What are the health effects of only having one ovary?

Dear Alice,

I'm a 19-year-old female. I had my right ovary removed (oophorectomy) three years ago due to a very large ovarian cyst. I was assured by my gynecologist that I'm still capable of bearing children but wasn't informed thoroughly of all of the pros and cons in regards to this type of operation (e.g., can the estrogen loss have any negative physical affects?). If you could shed some light on this matter, it would be greatly appreciated. Thanks.

— Desperate

Dear Desperate, 

Fertility is an individual journey and is experienced differently by everyone. Often fertility can be influenced by factors including age, weight, ovulation cycle, lifestyle, and sperm count of partner, among others. Because of this, it may be tricky to provide a concrete answer on your concern regarding bearing children following this procedure. However, the following information will hopefully shed light on the subject and provide some clarity. 
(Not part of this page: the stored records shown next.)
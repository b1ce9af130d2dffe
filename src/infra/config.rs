use serde::Deserialize;

/// Process-level settings resolved from the environment.
pub struct Config {
    pub mode: String, // "server" or "stdio"
    pub port: u16,
}

impl Config {
    pub fn from_env() -> Self {
        let mode = std::env::var("MODE").unwrap_or_else(|_| "server".into());
        let port = std::env::var("PORT")
            .ok()
            .and_then(|s| s.parse::<u16>().ok())
            .unwrap_or(8080);

        Self { mode, port }
    }
}

/// Per-collaborator settings for an outbound HTTP client.
#[derive(Debug, Clone, Default, Deserialize)]
pub struct ToolConfig {
    pub base_url: Option<String>,
    pub api_key: Option<String>,
    pub connect_timeout_ms: Option<u64>,
    pub timeout_ms: Option<u64>,
    pub retries: Option<u32>,
}

/// Capability-level configuration: optional TOML file, env overrides on top.
#[derive(Debug, Clone, Default, Deserialize)]
pub struct AppConfig {
    #[serde(default)]
    pub imagine: ToolConfig,
}

impl AppConfig {
    /// Load `SIDEKICK_CONFIG` (if set and readable) and then apply env
    /// overrides. Credentials end up injected into handler construction at
    /// startup; handlers never read the process environment at call time.
    pub fn from_env_and_toml() -> Self {
        let mut cfg = std::env::var("SIDEKICK_CONFIG")
            .ok()
            .and_then(|path| std::fs::read_to_string(path).ok())
            .and_then(|raw| match toml::from_str::<AppConfig>(&raw) {
                Ok(cfg) => Some(cfg),
                Err(e) => {
                    tracing::warn!(error = %e, "ignoring malformed config file");
                    None
                }
            })
            .unwrap_or_default();

        if let Ok(base) = std::env::var("IMAGINE_BASE_URL") {
            if !base.trim().is_empty() {
                cfg.imagine.base_url = Some(base);
            }
        }
        if let Ok(key) = std::env::var("IMAGINE_API_KEY") {
            if !key.trim().is_empty() {
                cfg.imagine.api_key = Some(key);
            }
        }

        cfg
    }
}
An oophorectomy, like the one you had, is a procedure that removes one or both ovaries. Oophorectomies are performed for a number of reasons, including the presence of ovarian cysts, benign tumors, ectopic pregnancies, endometriosis, ovarian cancer, and pelvic inflammatory disease (PID). While this procedure is generally safe and should alleviate symptoms caused by these conditions, there are risks and potential complications. Some of the risks associated with this procedure include the following: 

  • Fertility issues: If only one ovary is removed, there may be a lower chance of fertility, however, it’s still possible to get pregnant. If both ovaries are removed, and donor eggs are used, people may consider treatments like in vitro fertilization (IVF), which is a procedure that fertilizes the egg with sperm outside of the body. However, some studies suggest that IVF is less likely to be successful post-oophorectomy. 
  • Hormonal changes: Some studies have shown that having a bilateral oophorectomy, or the removal of both ovaries, may reduce the production of estrogen and progesterone. This may cause a person to experience early menopause. Symptoms may include hot flashes, mood swings, decreased sex drive, increased risk of osteoporosis, and vaginal dryness. Hormone replacement therapy may be offered to increase hormone levels. 
  • Cardiovascular disease: Those who have their ovaries removed before the age of 45 may be more prone to cardiovascular disease due to hormonal changes. 
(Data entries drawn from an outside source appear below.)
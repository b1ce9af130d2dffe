pub mod limits;
pub mod stdio;
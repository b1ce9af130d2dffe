use axum::{
    routing::{get, post},
    Router,
};

use crate::api::rpc::{self, AppState};

/// `/healthz` for liveness plus the JSON-RPC endpoint at `/mcp`.
pub fn build_app(state: AppState) -> Router {
    Router::new()
        .route("/healthz", get(|| async { "ok" }))
        .route("/mcp", post(rpc::http))
        .with_state(state)
}
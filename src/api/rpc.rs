//! JSON-RPC method routing shared by the HTTP and stdio transports.

use std::sync::Arc;
use std::time::Instant;

use axum::http::StatusCode;
use axum::response::{IntoResponse, Response};
use axum::Json;
use serde_json::{json, Value as J};

use crate::core::dispatch;
use crate::core::registry::CapabilityRegistry;
use crate::core::rpc::{err as rpc_err, ok as rpc_ok, RpcReq, RpcResp, ServerIdentity, PROTOCOL_VERSION};

#[derive(Clone)]
pub struct AppState {
    pub registry: Arc<CapabilityRegistry>,
    pub identity: ServerIdentity,
}

impl AppState {
    pub fn new(registry: Arc<CapabilityRegistry>) -> Self {
        Self { registry, identity: ServerIdentity::default() }
    }
}

fn initialize_result(identity: &ServerIdentity) -> J {
    json!({
        "protocolVersion": PROTOCOL_VERSION,
        "serverInfo": identity,
        "capabilities": { "tools": {}, "resources": {}, "prompts": {} }
    })
}

/// Route one request to its terminal response. Returns `None` for
/// notifications, which must not be answered.
pub async fn handle(state: &AppState, req: RpcReq) -> Option<RpcResp> {
    if req.is_notification() {
        tracing::debug!(method = %req.method, "notification received");
        return None;
    }

    let started = Instant::now();
    metrics::counter!("rpc_requests_total", "method" => req.method.clone()).increment(1);

    let id = req.id.clone();
    let resp = match req.method.as_str() {
        "initialize" => rpc_ok(id, initialize_result(&state.identity)),
        "ping" => rpc_ok(id, json!({})),
        "shutdown" => rpc_ok(id, J::Null),
        "tools/list" | "tools.list" => {
            rpc_ok(id, json!({ "tools": state.registry.list_tools() }))
        }
        "tools/call" | "tools.call" => call_tool(state, id, &req.params).await,
        "resources/list" => {
            rpc_ok(id, json!({ "resources": state.registry.list_resources() }))
        }
        "resources/read" => read_resource(state, id, &req.params).await,
        "prompts/list" => {
            rpc_ok(id, json!({ "prompts": state.registry.list_prompts() }))
        }
        "prompts/get" => get_prompt(state, id, &req.params).await,
        _ => rpc_err(id, -32601, format!("unknown method: {}", req.method), None),
    };

    metrics::histogram!("rpc_request_latency_ms", "method" => req.method.clone())
        .record(started.elapsed().as_millis() as f64);

    Some(resp)
}

async fn call_tool(state: &AppState, id: J, params: &J) -> RpcResp {
    let Some(name) = params.get("name").and_then(|v| v.as_str()) else {
        return rpc_err(id, -32602, "missing tool name", None);
    };
    let arguments = params.get("arguments").cloned().unwrap_or(J::Null);

    match dispatch::call_tool(&state.registry, name, &arguments).await {
        Ok(result) => rpc_ok(id, serde_json::to_value(result).unwrap_or(J::Null)),
        Err(e) => rpc_err(id, e.code(), e.to_string(), None),
    }
}

async fn read_resource(state: &AppState, id: J, params: &J) -> RpcResp {
    let Some(uri) = params.get("uri").and_then(|v| v.as_str()) else {
        return rpc_err(id, -32602, "missing resource uri", None);
    };

    match dispatch::read_resource(&state.registry, uri).await {
        Ok(result) => rpc_ok(id, serde_json::to_value(result).unwrap_or(J::Null)),
        Err(e) => rpc_err(id, e.code(), e.to_string(), None),
    }
}

async fn get_prompt(state: &AppState, id: J, params: &J) -> RpcResp {
    let Some(name) = params.get("name").and_then(|v| v.as_str()) else {
        return rpc_err(id, -32602, "missing prompt name", None);
    };
    let arguments = params.get("arguments").cloned().unwrap_or(J::Null);

    match dispatch::get_prompt(&state.registry, name, &arguments).await {
        Ok(result) => rpc_ok(id, serde_json::to_value(result).unwrap_or(J::Null)),
        Err(e) => rpc_err(id, e.code(), e.to_string(), None),
    }
}

/// HTTP front for the router. Notifications get `202 Accepted` with no body.
pub async fn http(
    axum::extract::State(state): axum::extract::State<AppState>,
    Json(req): Json<RpcReq>,
) -> Response {
    tracing::debug!(method = %req.method, id = ?req.id, "rpc request");
    match handle(&state, req).await {
        Some(resp) => Json(resp).into_response(),
        None => StatusCode::ACCEPTED.into_response(),
    }
}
As with any surgery, it can be important to remember that complications are possible. Potential complications include infections that can occur up to several weeks after surgery. These can lead to additional complications like sepsis. During surgery, nearby organs such as the bladder and bowels could also be damaged. 
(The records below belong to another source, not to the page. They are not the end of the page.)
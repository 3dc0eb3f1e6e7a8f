//! Identifier journal, domain events and audit records.
//!
//! Every mutation in a session draws its identifier from the [`Journal`] and
//! leaves an immutable [`JournalEvent`] behind. Committed events can be fanned
//! out to subscribers through an [`EventBus`].

pub mod audit;
pub mod bus;
pub mod event;
pub mod in_memory_bus;
pub mod journal;

pub use audit::{AuditRecord, GENERIC_ENTITY_TYPE, NewAudit};
pub use bus::{EventBus, Subscription};
pub use event::JournalEvent;
pub use in_memory_bus::{InMemoryBusError, InMemoryEventBus};
pub use journal::{IdSequence, Journal, JournalTxn};
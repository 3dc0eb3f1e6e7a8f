use serde::{Deserialize, Serialize};

use erpcore_core::{DomainResult, Entity, UserId, Validate, require_text};

/// Directory entry only; no access control is enforced by the engine.
#[derive(Debug, Clone, PartialEq, Eq, Serialize, Deserialize)]
pub struct User {
    pub id: UserId,
    pub name: String,
    pub role: String,
    pub is_admin: bool,
}

impl Entity for User {
    type Id = UserId;

    fn id(&self) -> &UserId {
        &self.id
    }
}

#[derive(Debug, Clone, PartialEq, Eq, Default, Serialize, Deserialize)]
pub struct NewUser {
    pub name: String,
    pub role: String,
    pub is_admin: bool,
}

impl Validate for NewUser {
    fn validate(&self) -> DomainResult<()> {
        require_text("user name", &self.name)
    }
}

impl NewUser {
    pub fn into_record(self, id: UserId) -> User {
        User {
            id,
            name: self.name,
            role: self.role,
            is_admin: self.is_admin,
        }
    }
}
Despite the risks and complications associated with oophorectomy, a healthy pregnancy is still possible if you are ovulating. Ovulation is a phase in the menstrual cycle when a mature egg is released from the ovary—typically once per month—and travels to the fallopian tube in preparation for fertilization. If one ovary is removed, the other ovary takes over the entire fertility function to produce eggs and hormones. Since pregnancy chances are higher during ovulation, understanding your cycle and any changes you may have experienced since the oophorectomy may help increase your chances of becoming pregnant. If you do choose to plan for pregnancy, you may consider speaking with a health care provider or fertility specialist. They may be able to perform tests—like an ultrasound—to ensure that your remaining ovary is functioning properly and assess if there are any further risk factors. They may also be able to provide more insight into where you are in your menstrual cycle so you can more accurately predict when you will be ovulating. 

If you choose to make an appointment with a health care provider, consider preparing a list of questions or concerns you have. Would you like to learn more about the oophorectomy procedure, itself? Would you like to know more about what health risks you should look out for in the future or what you can do to monitor these changes? Maybe you’d like to know what resources or treatments are available for you to manage any symptoms you may experience? Having an idea of what you would like out of this meeting can ensure that you’re able to address all of your concerns and questions. 

Hope this information was helpful in shedding some light on the matter!